Le professeur de Sortilèges passa quinze bonnes minutes à s'assurer qu'Eva comprenne parfaitement le contenu de ses cours. Au bout de quelques questions, Eva se sentit toute penaude de ne pas avoir porté plus d'attention à ses cours de Sortilèges. Heureusement pour elle, Flitwick ne fit aucun commentaire désobligeant, se contentant simplement de lui demander calmement de faire des démonstrations des sortilèges qu'ils avaient étudié avant de la guider pour les explications théoriques. Eva hésita à chaque fois avant de répondre mais Flitwick ne la rabroua jamais, se contentant de rediriger la conversation si elle se sentait bloquée. Avant de la laisser partir, Flitwick l'informa qu'il n'allait pas prendre en compte ce contrôle pour la moyenne du trimestre, les résultats médiocres d'une partie de la classe l'en ayant dissuadé.

« Mais ne donnez plus de devoirs de ce niveau, Miss Brown.
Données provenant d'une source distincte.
//! Domain types for the plank board.
//!
//! This module contains the core domain types: the GitHub-shaped issue
//! model consumed from the gateway, the closed set of board columns, and
//! the locally stored annotation record.

use chrono::{DateTime, Utc};
use serde::{Deserialize, Serialize};
use std::fmt;
use std::str::FromStr;

/// Unique identifier for an issue.
///
/// Wraps the tracker's stable numeric id, which is unique across the full
/// issue set for the lifetime of a board session. Distinct from the
/// human-facing issue number.
#[derive(Debug, Clone, Copy, PartialEq, Eq, Hash, PartialOrd, Ord, Serialize, Deserialize)]
pub struct IssueId(pub u64);

impl IssueId {
    /// Create a new issue ID.
    #[must_use]
    pub fn new(id: u64) -> Self {
        Self(id)
    }
}

impl fmt::Display for IssueId {
    fn fmt(&self, f: &mut fmt::Formatter<'_>) -> fmt::Result {
        write!(f, "{}", self.0)
    }
}

impl From<u64> for IssueId {
    fn from(id: u64) -> Self {
        Self(id)
    }
}

/// Lifecycle state of an issue on the remote tracker.
#[derive(Debug, Clone, Copy, PartialEq, Eq, Serialize, Deserialize)]
#[serde(rename_all = "lowercase")]
pub enum IssueState {
    /// Issue is open.
    Open,

    /// Issue has been closed.
    Closed,
}

impl fmt::Display for IssueState {
    fn fmt(&self, f: &mut fmt::Formatter<'_>) -> fmt::Result {
        match self {
            Self::Open => write!(f, "open"),
            Self::Closed => write!(f, "closed"),
        }
    }
}

/// A user account on the remote tracker.
#[derive(Debug, Clone, PartialEq, Eq, Serialize, Deserialize)]
pub struct User {
    /// Stable account id.
    pub id: u64,

    /// Login name.
    pub login: String,

    /// Avatar image URL.
    pub avatar_url: String,

    /// Profile URL.
    pub html_url: String,
}

/// A label attached to an issue.
///
/// Label names are matched case-insensitively by substring against the
/// board's keyword rules; they are free text otherwise.
#[derive(Debug, Clone, PartialEq, Eq, Serialize, Deserialize)]
pub struct Label {
    /// Stable label id.
    pub id: u64,

    /// Label name (free text).
    pub name: String,

    /// Hex color without the leading `#`.
    pub color: String,

    /// Optional description.
    pub description: Option<String>,
}

/// A milestone an issue may belong to.
#[derive(Debug, Clone, PartialEq, Eq, Serialize, Deserialize)]
pub struct Milestone {
    /// Stable milestone id.
    pub id: u64,

    /// Milestone title.
    pub title: String,

    /// Milestone state.
    pub state: IssueState,

    /// Optional due date.
    pub due_on: Option<DateTime<Utc>>,
}

/// Reaction counts on an issue.
#[derive(Debug, Clone, Copy, Default, PartialEq, Eq, Serialize, Deserialize)]
pub struct Reactions {
    /// Thumbs up.
    #[serde(rename = "+1", default)]
    pub plus_one: u64,

    /// Thumbs down.
    #[serde(rename = "-1", default)]
    pub minus_one: u64,

    /// Laugh.
    #[serde(default)]
    pub laugh: u64,

    /// Hooray.
    #[serde(default)]
    pub hooray: u64,

    /// Confused.
    #[serde(default)]
    pub confused: u64,

    /// Heart.
    #[serde(default)]
    pub heart: u64,

    /// Rocket.
    #[serde(default)]
    pub rocket: u64,

    /// Eyes.
    #[serde(default)]
    pub eyes: u64,
}

impl Reactions {
    /// Total number of reactions across all kinds.
    #[must_use]
    pub fn total(&self) -> u64 {
        self.plus_one
            + self.minus_one
            + self.laugh
            + self.hooray
            + self.confused
            + self.heart
            + self.rocket
            + self.eyes
    }
}

/// An issue fetched from the remote tracker.
///
/// Read-only to the board core. Issues carry no column membership of their
/// own; membership is owned by the board store.
#[derive(Debug, Clone, PartialEq, Serialize, Deserialize)]
pub struct Issue {
    /// Unique identifier for the issue.
    pub id: IssueId,

    /// Human-facing issue number.
    pub number: u64,

    /// Issue title.
    pub title: String,

    /// Issue body text.
    pub body: Option<String>,

    /// Lifecycle state.
    pub state: IssueState,

    /// Issue author.
    pub author: User,

    /// Assignees (ordered, zero or more).
    pub assignees: Vec<User>,

    /// Labels (ordered).
    pub labels: Vec<Label>,

    /// Milestone, if any.
    pub milestone: Option<Milestone>,

    /// Creation timestamp.
    pub created_at: DateTime<Utc>,

    /// Last update timestamp.
    pub updated_at: DateTime<Utc>,

    /// Close timestamp, if closed.
    pub closed_at: Option<DateTime<Utc>>,

    /// Remote comment count.
    pub comments: u64,

    /// Reaction counts.
    pub reactions: Reactions,

    /// Canonical URL.
    pub html_url: String,
}

/// Identifier of a board column.
///
/// The column set is fixed; it is not user-extensible.
#[derive(Debug, Clone, Copy, PartialEq, Eq, Hash, Serialize, Deserialize)]
#[serde(rename_all = "kebab-case")]
pub enum ColumnId {
    /// Open issues nobody has picked up.
    Todo,

    /// Open issues with assignees or a progress label.
    InProgress,

    /// Closed issues.
    Done,
}

impl ColumnId {
    /// All columns in display order.
    pub const ALL: [Self; 3] = [Self::Todo, Self::InProgress, Self::Done];

    /// Kebab-case identifier used by the CLI and JSON output.
    #[must_use]
    pub fn as_str(self) -> &'static str {
        match self {
            Self::Todo => "todo",
            Self::InProgress => "in-progress",
            Self::Done => "done",
        }
    }

    /// Fixed display title.
    #[must_use]
    pub fn title(self) -> &'static str {
        match self {
            Self::Todo => "To Do",
            Self::InProgress => "In Progress",
            Self::Done => "Done",
        }
    }
}

impl fmt::Display for ColumnId {
    fn fmt(&self, f: &mut fmt::Formatter<'_>) -> fmt::Result {
        write!(f, "{}", self.as_str())
    }
}

impl FromStr for ColumnId {
    type Err = String;

    fn from_str(s: &str) -> Result<Self, Self::Err> {
        match s {
            "todo" => Ok(Self::Todo),
            "in-progress" | "in_progress" => Ok(Self::InProgress),
            "done" => Ok(Self::Done),
            other => Err(format!(
                "unknown column '{other}' (expected todo, in-progress, or done)"
            )),
        }
    }
}

/// Unique identifier for a local annotation.
///
/// Generated ids are monotonic: sorting annotations by id preserves
/// insertion order.
#[derive(Debug, Clone, PartialEq, Eq, Hash, PartialOrd, Ord, Serialize, Deserialize)]
pub struct AnnotationId(pub String);

impl AnnotationId {
    /// Create a new annotation ID.
    pub fn new(id: impl Into<String>) -> Self {
        Self(id.into())
    }

    /// The id as a string slice.
    #[must_use]
    pub fn as_str(&self) -> &str {
        &self.0
    }
}

impl fmt::Display for AnnotationId {
    fn fmt(&self, f: &mut fmt::Formatter<'_>) -> fmt::Result {
        write!(f, "{}", self.0)
    }
}

/// A user-authored comment stored only on this machine.
///
/// Never synced to the remote tracker, never edited or deleted, and kept
/// even if the referenced issue disappears remotely.
#[derive(Debug, Clone, PartialEq, Eq, Serialize, Deserialize)]
pub struct Annotation {
    /// Generated, monotonic id.
    pub id: AnnotationId,

    /// Id of the issue this annotation refers to. Not enforced at storage
    /// time; may reference a since-deleted or unknown issue.
    pub issue_id: IssueId,

    /// Free-text content (non-blank).
    pub content: String,

    /// Local author label.
    pub author: String,

    /// Creation timestamp.
    pub created_at: DateTime<Utc>,
}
Si vous ne comprenez pas quelque chose, venez m'en parler à la fin du cours sinon vous aurez bien du mal pour vos A.S.P.I.C.S. C'est compris ? » lui dit-il en l'observant par-dessus la monture de ses lunettes.
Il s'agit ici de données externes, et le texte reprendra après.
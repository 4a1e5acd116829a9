//! Wire-format types for the GitHub REST API.
//!
//! The issues payload is decoded into these structs at the gateway
//! boundary and converted to the domain model immediately, so the rest of
//! the crate never sees raw JSON. Unknown fields are ignored; fields that
//! are sometimes absent carry serde defaults.

use crate::domain::{Issue, IssueId, IssueState, Label, Milestone, Reactions, User};
use chrono::{DateTime, Utc};
use serde::Deserialize;

/// One element of the `/repos/{owner}/{repo}/issues` payload.
///
/// Pull requests also come through the issues endpoint; they are marked by
/// the `pull_request` key and filtered out by the gateway.
#[derive(Debug, Deserialize)]
pub struct WireIssue {
    pub id: u64,
    pub number: u64,
    pub title: String,
    pub body: Option<String>,
    pub state: IssueState,
    pub user: WireUser,
    #[serde(default)]
    pub assignees: Vec<WireUser>,
    #[serde(default)]
    pub labels: Vec<WireLabel>,
    pub milestone: Option<WireMilestone>,
    pub created_at: DateTime<Utc>,
    pub updated_at: DateTime<Utc>,
    pub closed_at: Option<DateTime<Utc>>,
    #[serde(default)]
    pub comments: u64,
    #[serde(default)]
    pub reactions: Reactions,
    pub html_url: String,
    pub pull_request: Option<serde_json::Value>,
}

#[derive(Debug, Deserialize)]
pub struct WireUser {
    pub id: u64,
    pub login: String,
    #[serde(default)]
    pub avatar_url: String,
    #[serde(default)]
    pub html_url: String,
}

#[derive(Debug, Deserialize)]
pub struct WireLabel {
    pub id: u64,
    pub name: String,
    #[serde(default)]
    pub color: String,
    pub description: Option<String>,
}

#[derive(Debug, Deserialize)]
pub struct WireMilestone {
    pub id: u64,
    pub title: String,
    pub state: IssueState,
    pub due_on: Option<DateTime<Utc>>,
}

impl WireIssue {
    /// Whether this payload element is actually a pull request.
    #[must_use]
    pub fn is_pull_request(&self) -> bool {
        self.pull_request.is_some()
    }
}

impl From<WireUser> for User {
    fn from(wire: WireUser) -> Self {
        Self {
            id: wire.id,
            login: wire.login,
            avatar_url: wire.avatar_url,
            html_url: wire.html_url,
        }
    }
}

impl From<WireLabel> for Label {
    fn from(wire: WireLabel) -> Self {
        Self {
            id: wire.id,
            name: wire.name,
            color: wire.color,
            description: wire.description,
        }
    }
}

impl From<WireMilestone> for Milestone {
    fn from(wire: WireMilestone) -> Self {
        Self {
            id: wire.id,
            title: wire.title,
            state: wire.state,
            due_on: wire.due_on,
        }
    }
}

impl From<WireIssue> for Issue {
    fn from(wire: WireIssue) -> Self {
        Self {
            id: IssueId::new(wire.id),
            number: wire.number,
            title: wire.title,
            body: wire.body,
            state: wire.state,
            author: wire.user.into(),
            assignees: wire.assignees.into_iter().map(User::from).collect(),
            labels: wire.labels.into_iter().map(Label::from).collect(),
            milestone: wire.milestone.map(Milestone::from),
            created_at: wire.created_at,
            updated_at: wire.updated_at,
            closed_at: wire.closed_at,
            comments: wire.comments,
            reactions: wire.reactions,
            html_url: wire.html_url,
        }
    }
}

#[cfg(test)]
mod tests {
    use super::*;
    use crate::domain::ColumnId;

    const ISSUE_JSON: &str = r#"{
        "id": 1001,
        "number": 42,
        "title": "Crash on empty input",
        "body": "Steps to reproduce...",
        "state": "open",
        "user": {"id": 7, "login": "alice", "avatar_url": "https://a/alice.png", "html_url": "https://gh/alice"},
        "assignees": [{"id": 8, "login": "bob", "avatar_url": "", "html_url": ""}],
        "labels": [{"id": 1, "name": "bug", "color": "d73a4a", "description": "Something is broken"}],
        "milestone": {"id": 3, "title": "v1.0", "state": "open", "due_on": null},
        "created_at": "2024-05-01T10:00:00Z",
        "updated_at": "2024-05-02T11:30:00Z",
        "closed_at": null,
        "comments": 5,
        "reactions": {"+1": 3, "-1": 0, "laugh": 0, "hooray": 1, "confused": 0, "heart": 0, "rocket": 0, "eyes": 2},
        "html_url": "https://github.com/owner/repo/issues/42"
    }"#;

    #[test]
    fn full_issue_converts_to_domain() {
        let wire: WireIssue = serde_json::from_str(ISSUE_JSON).unwrap();
        assert!(!wire.is_pull_request());

        let issue: Issue = wire.into();
        assert_eq!(issue.id, IssueId::new(1001));
        assert_eq!(issue.number, 42);
        assert_eq!(issue.state, IssueState::Open);
        assert_eq!(issue.author.login, "alice");
        assert_eq!(issue.assignees.len(), 1);
        assert_eq!(issue.labels[0].name, "bug");
        assert_eq!(issue.milestone.as_ref().unwrap().title, "v1.0");
        assert_eq!(issue.comments, 5);
        assert_eq!(issue.reactions.plus_one, 3);
        assert_eq!(issue.reactions.eyes, 2);
        assert!(issue.closed_at.is_none());
    }

    #[test]
    fn minimal_issue_uses_defaults() {
        let json = r#"{
            "id": 2,
            "number": 2,
            "title": "No frills",
            "body": null,
            "state": "closed",
            "user": {"id": 1, "login": "carol"},
            "milestone": null,
            "created_at": "2024-01-01T00:00:00Z",
            "updated_at": "2024-01-02T00:00:00Z",
            "closed_at": "2024-01-03T00:00:00Z",
            "html_url": "https://github.com/owner/repo/issues/2"
        }"#;
        let wire: WireIssue = serde_json::from_str(json).unwrap();
        let issue: Issue = wire.into();

        assert!(issue.body.is_none());
        assert!(issue.assignees.is_empty());
        assert!(issue.labels.is_empty());
        assert_eq!(issue.comments, 0);
        assert_eq!(issue.reactions.total(), 0);
        assert_eq!(issue.state, IssueState::Closed);
        assert!(issue.closed_at.is_some());
    }

    #[test]
    fn pull_request_marker_is_detected() {
        let json = r#"{
            "id": 3,
            "number": 10,
            "title": "Add feature",
            "body": null,
            "state": "open",
            "user": {"id": 1, "login": "dave"},
            "milestone": null,
            "created_at": "2024-01-01T00:00:00Z",
            "updated_at": "2024-01-01T00:00:00Z",
            "closed_at": null,
            "html_url": "https://github.com/owner/repo/pull/10",
            "pull_request": {"url": "https://api.github.com/repos/owner/repo/pulls/10"}
        }"#;
        let wire: WireIssue = serde_json::from_str(json).unwrap();
        assert!(wire.is_pull_request());
    }

    #[test]
    fn unknown_state_is_a_decode_failure() {
        let json = ISSUE_JSON.replace("\"state\": \"open\"", "\"state\": \"draft\"");
        assert!(serde_json::from_str::<WireIssue>(&json).is_err());
    }

    #[test]
    fn decoded_issue_classifies_like_the_board_expects() {
        // An open wire issue with an assignee should land In Progress once
        // converted; decode and classification agree on the same fields.
        let wire: WireIssue = serde_json::from_str(ISSUE_JSON).unwrap();
        let issue: Issue = wire.into();
        assert_eq!(crate::board::classify_issue(&issue), ColumnId::InProgress);
    }
}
Le cœur d'Eva frémissait de nervosité à l'entente du mot « A.S.P.I.C.S. » mais les conseils de Flitwick lui avaient redonné la pêche. Elle lui décocha un sourire rendu lumineux par son soudain regain d'énergie.

« C'est compris, professeur ! Je n'hésiterai pas alors. En espérant que vous ne finirez pas par en avoir marre de moi, plaisanta-t-elle en se levant, son contrôle hâtivement rangé dépassant de l'ouverture de son sac.
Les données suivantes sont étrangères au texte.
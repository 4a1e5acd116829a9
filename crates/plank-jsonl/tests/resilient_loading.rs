//! Integration tests for resilient loading of damaged JSONL files.

use plank_jsonl::{Warning, append_jsonl, read_jsonl_resilient};
use serde::{Deserialize, Serialize};

#[derive(Debug, Serialize, Deserialize, PartialEq)]
struct Note {
    seq: u32,
    text: String,
}

#[tokio::test]
async fn corruption_in_the_middle_does_not_lose_the_tail() {
    let dir = tempfile::tempdir().unwrap();
    let path = dir.path().join("notes.jsonl");

    append_jsonl(
        &path,
        &Note {
            seq: 1,
            text: "before".to_string(),
        },
    )
    .await
    .unwrap();

    // Simulate a partial write landing between two valid records.
    {
        use std::io::Write as _;
        let mut file = std::fs::OpenOptions::new()
            .append(true)
            .open(&path)
            .unwrap();
        writeln!(file, "{{\"seq\":2,\"text\":\"trunc").unwrap();
    }

    append_jsonl(
        &path,
        &Note {
            seq: 3,
            text: "after".to_string(),
        },
    )
    .await
    .unwrap();

    let (notes, warnings) = read_jsonl_resilient::<Note, _>(&path).await.unwrap();

    assert_eq!(notes.iter().map(|n| n.seq).collect::<Vec<_>>(), vec![1, 3]);
    assert_eq!(warnings.len(), 1);
    assert!(matches!(
        warnings[0],
        Warning::MalformedJson { line_number: 2, .. }
    ));
}

#[tokio::test]
async fn wrong_shape_records_are_skipped_not_fatal() {
    let dir = tempfile::tempdir().unwrap();
    let path = dir.path().join("notes.jsonl");

    // Valid JSON, wrong shape: "seq" is a string.
    std::fs::write(
        &path,
        "{\"seq\":\"one\",\"text\":\"bad\"}\n{\"seq\":2,\"text\":\"good\"}\n",
    )
    .unwrap();

    let (notes, warnings) = read_jsonl_resilient::<Note, _>(&path).await.unwrap();
    assert_eq!(notes.len(), 1);
    assert_eq!(notes[0].seq, 2);
    assert_eq!(warnings.len(), 1);
    assert_eq!(warnings[0].line_number(), 1);
}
– J'ai bien peur que mes Serdaigles soient beaucoup plus avares en précision que vous, Miss Brown, rétorqua Flitwick avec un sourire, sautant lui aussi de sa chaise. Miss McKinnon doit certainement attendre que je sois libre pour me poser quelques questions, » ajouta-t-il en trottinant jusqu'à son bureau.

Eva le suivit, prenant garde de ne pas faire de trop grandes enjambées pour ne pas marcher sur l'arrière des chaussures de son professeur.

« Oh non, j'ai dû la faire attendre longtemps.

– Ne vous inquiétez pas pour ça. A qui sait être patient, les choses arrivent toujours à temps, n'est-ce pas Marlène ? » dit Flitwick en direction de la porte restée entrouverte qui fut poussée par la concernée qui arborait le même sourire que Flitwick sur ses lèvres rosées.

Un sourire typiquement Serdaigle aux yeux d'Eva. C'était le sourire mystérieux des sages. De ceux qui échangeaient des blagues intellectuelles qui lui passaient complètement au-dessus.

« Oui, professeur car l'homme patient et courageux fait lui-même son bonheur.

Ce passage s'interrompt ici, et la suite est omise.